On January 5th, the company issued this statement: “It is widely recognized both inside and outside of Apple that Steve Jobs is one of the most talented and effective CEOs in the world. As we have said before, if there ever comes a day when Steve wants to retire or for other reasons cannot continue to fulfill his duties as Apple’s CEO, you will know it.”

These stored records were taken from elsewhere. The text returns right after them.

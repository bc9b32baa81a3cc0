//! Size-rotating file writer

use std::fs::{self, File, OpenOptions};
use std::io::{self, BufWriter, Write};
use std::path::{Path, PathBuf};
use std::sync::{Arc, Mutex};

use jiff::Zoned;
use tracing_subscriber::fmt::MakeWriter;

use crate::logger::config::{FileConfig, RotationConfig};
use crate::logger::error::LoggerError;

/// File writer shared by every event of a `fmt` layer.
///
/// Write failures switch the writer to stderr so log lines are never lost
/// silently.
pub struct RotatingFileWriter {
    state: Arc<Mutex<WriterState>>,
    path: PathBuf,
}

struct WriterState {
    file: BufWriter<File>,
    current_size: u64,
    rotation: RotationConfig,
    fallback_mode: bool,
}

impl RotatingFileWriter {
    pub fn new(config: &FileConfig) -> Result<Self, LoggerError> {
        if let Some(parent) = config.path.parent() {
            if !parent.as_os_str().is_empty() {
                fs::create_dir_all(parent)?;
            }
        }

        let file = open_log_file(&config.path, config.append)?;
        let current_size = if config.append {
            fs::metadata(&config.path).map(|m| m.len()).unwrap_or(0)
        } else {
            0
        };

        Ok(Self {
            state: Arc::new(Mutex::new(WriterState {
                file,
                current_size,
                rotation: config.rotation.clone(),
                fallback_mode: false,
            })),
            path: config.path.clone(),
        })
    }
}

impl<'a> MakeWriter<'a> for RotatingFileWriter {
    type Writer = RotatingWriterGuard;

    fn make_writer(&'a self) -> Self::Writer {
        RotatingWriterGuard {
            state: self.state.clone(),
            path: self.path.clone(),
        }
    }
}

pub struct RotatingWriterGuard {
    state: Arc<Mutex<WriterState>>,
    path: PathBuf,
}

impl Write for RotatingWriterGuard {
    fn write(&mut self, buf: &[u8]) -> io::Result<usize> {
        let mut state = self
            .state
            .lock()
            .map_err(|_| io::Error::other("Failed to acquire writer lock"))?;

        if state.fallback_mode {
            return io::stderr().write(buf);
        }

        if state.current_size >= state.rotation.max_size {
            if let Err(e) = rotate(&mut state, &self.path) {
                return fall_back(&mut state, buf, e);
            }
        }

        match state.file.write(buf) {
            Ok(written) => {
                state.current_size += written as u64;
                Ok(written)
            }
            Err(e) => fall_back(&mut state, buf, e),
        }
    }

    fn flush(&mut self) -> io::Result<()> {
        let mut state = self
            .state
            .lock()
            .map_err(|_| io::Error::other("Failed to acquire writer lock"))?;

        if state.fallback_mode {
            return io::stderr().flush();
        }
        state.file.flush()
    }
}

impl Drop for RotatingWriterGuard {
    fn drop(&mut self) {
        if let Ok(mut state) = self.state.lock() {
            let _ = state.file.flush();
        }
    }
}

fn fall_back(state: &mut WriterState, buf: &[u8], error: io::Error) -> io::Result<usize> {
    state.fallback_mode = true;
    eprintln!(
        "[Logger] File write failed, falling back to stderr: {}",
        error
    );
    io::stderr().write(buf)
}

fn rotate(state: &mut WriterState, path: &Path) -> io::Result<()> {
    state.file.flush()?;

    if path.exists() {
        fs::rename(path, rotated_path(path))?;
    }
    state.file = open_log_file(path, false)?;
    state.current_size = 0;

    cleanup_rotated_files(path, state.rotation.max_files)
}

/// `logs/median.log` becomes `logs/median.20260101_120000.log`
fn rotated_path(base_path: &Path) -> PathBuf {
    let timestamp = Zoned::now().strftime("%Y%m%d_%H%M%S%.3f");
    let stem = base_path.file_stem().unwrap_or_default().to_string_lossy();
    let ext = base_path.extension().unwrap_or_default().to_string_lossy();

    let name = if ext.is_empty() {
        format!("{}.{}", stem, timestamp)
    } else {
        format!("{}.{}.{}", stem, timestamp, ext)
    };
    base_path.with_file_name(name)
}

/// Deletes the oldest rotated files beyond `max_files`.
fn cleanup_rotated_files(base_path: &Path, max_files: usize) -> io::Result<()> {
    let parent = match base_path.parent() {
        Some(p) if !p.as_os_str().is_empty() => p,
        _ => Path::new("."),
    };
    let prefix = format!(
        "{}.",
        base_path.file_stem().unwrap_or_default().to_string_lossy()
    );

    let mut rotated: Vec<PathBuf> = fs::read_dir(parent)?
        .filter_map(|entry| entry.ok())
        .map(|entry| entry.path())
        .filter(|path| {
            path != base_path
                && path
                    .file_name()
                    .map(|name| name.to_string_lossy().starts_with(&prefix))
                    .unwrap_or(false)
        })
        .collect();

    // Timestamped names sort chronologically
    rotated.sort();

    let excess = rotated.len().saturating_sub(max_files);
    for path in rotated.into_iter().take(excess) {
        fs::remove_file(path)?;
    }
    Ok(())
}

fn open_log_file(path: &Path, append: bool) -> io::Result<BufWriter<File>> {
    let file = OpenOptions::new()
        .create(true)
        .write(true)
        .append(append)
        .truncate(!append)
        .open(path)?;

    Ok(BufWriter::new(file))
}

#[cfg(test)]
mod tests {
    use super::*;
    use crate::logger::config::LogFormat;
    use tempfile::TempDir;

    fn file_config(path: PathBuf, max_size: u64, max_files: usize) -> FileConfig {
        FileConfig {
            enabled: true,
            path,
            append: true,
            format: LogFormat::Json,
            rotation: RotationConfig {
                max_size,
                max_files,
            },
        }
    }

    #[test]
    fn test_writer_creates_parent_directory() {
        let dir = TempDir::new().unwrap();
        let path = dir.path().join("nested/deeper/median.log");

        let writer = RotatingFileWriter::new(&file_config(path.clone(), 1024, 2)).unwrap();
        writer.make_writer().write_all(b"hello\n").unwrap();

        assert_eq!(fs::read_to_string(&path).unwrap(), "hello\n");
    }

    #[test]
    fn test_writer_rotates_when_size_reached() {
        let dir = TempDir::new().unwrap();
        let path = dir.path().join("median.log");
        let writer = RotatingFileWriter::new(&file_config(path.clone(), 8, 5)).unwrap();

        writer.make_writer().write_all(b"0123456789\n").unwrap();
        writer.make_writer().write_all(b"second\n").unwrap();

        assert_eq!(fs::read_to_string(&path).unwrap(), "second\n");
        let rotated = fs::read_dir(dir.path())
            .unwrap()
            .filter_map(|e| e.ok())
            .filter(|e| e.path() != path)
            .count();
        assert_eq!(rotated, 1);
    }

    #[test]
    fn test_cleanup_keeps_newest_rotated_files() {
        let dir = TempDir::new().unwrap();
        let base = dir.path().join("median.log");
        for stamp in ["20260101_000000", "20260102_000000", "20260103_000000"] {
            fs::write(dir.path().join(format!("median.{}.log", stamp)), "x").unwrap();
        }
        fs::write(&base, "current").unwrap();
        fs::write(dir.path().join("other.log"), "untouched").unwrap();

        cleanup_rotated_files(&base, 2).unwrap();

        assert!(!dir.path().join("median.20260101_000000.log").exists());
        assert!(dir.path().join("median.20260102_000000.log").exists());
        assert!(dir.path().join("median.20260103_000000.log").exists());
        assert!(dir.path().join("other.log").exists());
        assert!(base.exists());
    }

    #[test]
    fn test_rotated_path_keeps_extension() {
        let rotated = rotated_path(Path::new("logs/median.log"));
        let name = rotated.file_name().unwrap().to_string_lossy().to_string();
        assert!(name.starts_with("median."));
        assert!(name.ends_with(".log"));
        assert_eq!(rotated.parent(), Some(Path::new("logs")));
    }
}
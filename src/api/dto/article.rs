//! Article request bodies and the `ArticleEntity` presenter.

use serde::{Deserialize, Serialize};
use utoipa::ToSchema;
use validator::Validate;

use crate::api::dto::format_timestamp;
use crate::api::dto::user::UserEntity;
use crate::models::{Article, NewArticle, UpdateArticle, User};

/// Request body for creating an article.
#[derive(Debug, Deserialize, ToSchema, Validate)]
#[serde(rename_all = "camelCase")]
pub struct CreateArticleRequest {
    #[validate(length(min = 1, message = "title should not be empty"))]
    pub title: String,

    #[validate(length(max = 300, message = "description must be shorter than or equal to 300 characters"))]
    #[schema(max_length = 300)]
    pub description: Option<String>,

    #[validate(length(min = 1, message = "body should not be empty"))]
    pub body: String,

    /// Defaults to `false` (draft)
    #[serde(default)]
    #[schema(default = false)]
    pub published: bool,

    #[validate(range(min = 1, message = "authorId must be a positive number"))]
    #[schema(minimum = 1)]
    pub author_id: Option<i32>,
}

impl CreateArticleRequest {
    pub fn into_new_article(self) -> NewArticle {
        NewArticle {
            title: self.title,
            description: self.description,
            body: self.body,
            published: self.published,
            author_id: self.author_id,
        }
    }
}

/// Request body for a partial article update.
#[derive(Debug, Deserialize, ToSchema, Validate, Default)]
#[serde(rename_all = "camelCase")]
pub struct UpdateArticleRequest {
    #[validate(length(min = 1, message = "title should not be empty"))]
    pub title: Option<String>,

    #[validate(length(max = 300, message = "description must be shorter than or equal to 300 characters"))]
    #[schema(max_length = 300)]
    pub description: Option<String>,

    #[validate(length(min = 1, message = "body should not be empty"))]
    pub body: Option<String>,

    pub published: Option<bool>,

    #[validate(range(min = 1, message = "authorId must be a positive number"))]
    #[schema(minimum = 1)]
    pub author_id: Option<i32>,
}

impl UpdateArticleRequest {
    pub fn into_update_article(self) -> UpdateArticle {
        UpdateArticle {
            title: self.title,
            description: self.description,
            body: self.body,
            published: self.published,
            author_id: self.author_id,
        }
    }
}

/// Public view of an article with its author nested.
///
/// `author` is always present in the JSON and is `null` when the article
/// has no author.
#[derive(Debug, Clone, Serialize, ToSchema)]
#[serde(rename_all = "camelCase")]
pub struct ArticleEntity {
    pub id: i32,
    pub title: String,
    pub description: Option<String>,
    pub body: String,
    pub published: bool,
    pub author_id: Option<i32>,
    pub author: Option<UserEntity>,
    #[schema(format = DateTime, example = "2026-01-01T12:00:00.000Z")]
    pub created_at: String,
    #[schema(format = DateTime, example = "2026-01-01T12:00:00.000Z")]
    pub updated_at: String,
}

impl ArticleEntity {
    pub fn new(article: Article, author: Option<User>) -> Self {
        Self {
            id: article.id,
            title: article.title,
            description: article.description,
            body: article.body,
            published: article.published,
            author_id: article.author_id,
            author: author.map(UserEntity::new),
            created_at: format_timestamp(article.created_at),
            updated_at: format_timestamp(article.updated_at),
        }
    }
}

impl From<(Article, Option<User>)> for ArticleEntity {
    fn from((article, author): (Article, Option<User>)) -> Self {
        Self::new(article, author)
    }
}
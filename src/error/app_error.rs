use std::fmt;

use axum::extract::rejection::{JsonRejection, PathRejection};
use diesel_async::pooled_connection::PoolError;
use thiserror::Error;

use crate::config::ConfigError;
use crate::error::{ConstraintParser, DatabaseErrorConverter};

/// Application-wide error type.
///
/// Storage failures are classified into [`AppError::UniqueViolation`],
/// [`AppError::RecordNotFound`] or [`AppError::Database`] before they reach
/// the HTTP boundary, where each variant maps to exactly one status code.
#[derive(Error, Debug)]
pub enum AppError {
    /// A unique constraint rejected a write
    #[error("{}", unique_violation_message(.target.as_ref()))]
    UniqueViolation { target: Option<UniqueTarget> },

    /// The addressed record does not exist
    #[error("{}", .cause.as_deref().unwrap_or(RECORD_NOT_FOUND))]
    RecordNotFound { cause: Option<String> },

    /// Request body failed field validation
    #[error("Validation failed: {}", summarize(.errors))]
    ValidationErrors { errors: Vec<ValidationFieldError> },

    /// Request could not be decoded
    #[error("Bad request: {message}")]
    BadRequest { message: String },

    #[error("Database operation failed: {operation}")]
    Database {
        operation: String,
        #[source]
        source: anyhow::Error,
    },

    #[error("Configuration error: {key}")]
    Configuration {
        key: String,
        #[source]
        source: anyhow::Error,
    },

    #[error("Internal error")]
    Internal {
        #[source]
        source: anyhow::Error,
    },
}

pub(crate) const RECORD_NOT_FOUND: &str = "Record not found.";

/// Fields (or the constraint) named by a unique violation
#[derive(Debug, Clone, PartialEq, Eq)]
pub enum UniqueTarget {
    /// Model field names, e.g. `["email"]`
    Fields(Vec<String>),
    /// Constraint name when no field list could be recovered
    Constraint(String),
}

impl fmt::Display for UniqueTarget {
    fn fmt(&self, f: &mut fmt::Formatter<'_>) -> fmt::Result {
        match self {
            Self::Fields(fields) => {
                let quoted: Vec<String> = fields.iter().map(|field| format!("`{}`", field)).collect();
                f.write_str(&quoted.join(", "))
            }
            Self::Constraint(name) => f.write_str(name),
        }
    }
}

/// `Unique constraint failed on the fields: (...)`, or the bare sentence
/// when the target is missing or renders empty.
pub fn unique_violation_message(target: Option<&UniqueTarget>) -> String {
    match target.map(ToString::to_string) {
        Some(formatted) if !formatted.is_empty() => {
            format!("Unique constraint failed on the fields: ({})", formatted)
        }
        _ => "Unique constraint failed.".to_string(),
    }
}

/// One failing field of a validated request body
#[derive(Debug, Clone, PartialEq, Eq)]
pub struct ValidationFieldError {
    pub field: String,
    pub message: String,
}

fn summarize(errors: &[ValidationFieldError]) -> String {
    errors
        .iter()
        .map(|e| e.message.as_str())
        .collect::<Vec<_>>()
        .join("; ")
}

impl AppError {
    pub fn record_not_found(cause: impl Into<String>) -> Self {
        Self::RecordNotFound {
            cause: Some(cause.into()),
        }
    }

    pub fn bad_request(message: impl Into<String>) -> Self {
        Self::BadRequest {
            message: message.into(),
        }
    }

    /// Client-facing message; server-side failures never expose their source.
    pub fn public_message(&self) -> String {
        match self {
            Self::Database { .. } | Self::Configuration { .. } | Self::Internal { .. } => {
                "Internal server error".to_string()
            }
            Self::BadRequest { message } => message.clone(),
            Self::ValidationErrors { errors } => summarize(errors),
            other => other.to_string(),
        }
    }
}

impl From<anyhow::Error> for AppError {
    fn from(error: anyhow::Error) -> Self {
        AppError::Internal { source: error }
    }
}

impl From<diesel::result::Error> for AppError {
    fn from(error: diesel::result::Error) -> Self {
        DatabaseErrorConverter::convert_diesel_error(error, "database operation")
    }
}

impl From<bb8::RunError<PoolError>> for AppError {
    fn from(error: bb8::RunError<PoolError>) -> Self {
        AppError::Database {
            operation: "acquire connection".to_string(),
            source: anyhow::Error::new(error),
        }
    }
}

impl From<validator::ValidationErrors> for AppError {
    fn from(errors: validator::ValidationErrors) -> Self {
        let mut fields: Vec<ValidationFieldError> = errors
            .field_errors()
            .into_iter()
            .flat_map(|(field, field_errors)| {
                let field = ConstraintParser::to_camel_case(&field);
                field_errors.iter().map(move |error| ValidationFieldError {
                    field: field.clone(),
                    message: error
                        .message
                        .as_ref()
                        .map(|m| m.to_string())
                        .unwrap_or_else(|| format!("{} is invalid", field)),
                })
            })
            .collect();
        // HashMap iteration order is unstable
        fields.sort_by(|a, b| a.field.cmp(&b.field));

        AppError::ValidationErrors { errors: fields }
    }
}

impl From<JsonRejection> for AppError {
    fn from(rejection: JsonRejection) -> Self {
        AppError::bad_request(rejection.body_text())
    }
}

impl From<PathRejection> for AppError {
    fn from(rejection: PathRejection) -> Self {
        AppError::bad_request(rejection.body_text())
    }
}

impl From<ConfigError> for AppError {
    fn from(error: ConfigError) -> Self {
        let key = match &error {
            ConfigError::ValidationError { field, .. } => field.clone(),
            _ => "settings".to_string(),
        };
        AppError::Configuration {
            key,
            source: anyhow::Error::new(error),
        }
    }
}

/// Type alias for Result with AppError to simplify function signatures
pub type AppResult<T> = Result<T, AppError>;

Mr. Levinson added to that, sort of, by saying, “Nothing has changed.” On the surface, that’s not saying much, but Mr. Levinson stressed that he feels as if the board of directors has met all its obligations to shareholders regarding this matter. If that is so, there is nothing more to Mr. Jobs six month medical leave-of-absence than what he said in an open letter in January.
Mr. Levinson also said that the board has had regular meetings on succession plans since he first joined the board of directors in the year 2000. He said that its an issue the board takes seriously, and added, “You can assume we will do that responsibly.”
What the board will not do, however, is tell shareholders what those plans are, something that some shareholders want. We say “some shareholders” want this, because though the issue is often discussed loudly in the mainstream media, no one else at the meeting asked questions about it during the meeting.
One shareholder did, however, ask if those in attendance could sing Happy Birthday to Mr. Jobs, whose birthday was the day before this meeting, something most of the room joined in doing. He also asked the board and executives in attendance to tell Mr. Jobs he was missed.
Other than that, the subject was not brought up by a shareholder.
*In the interest of full disclosure, the author holds a small share in AAPL stock that was not an influence in the creation of this article.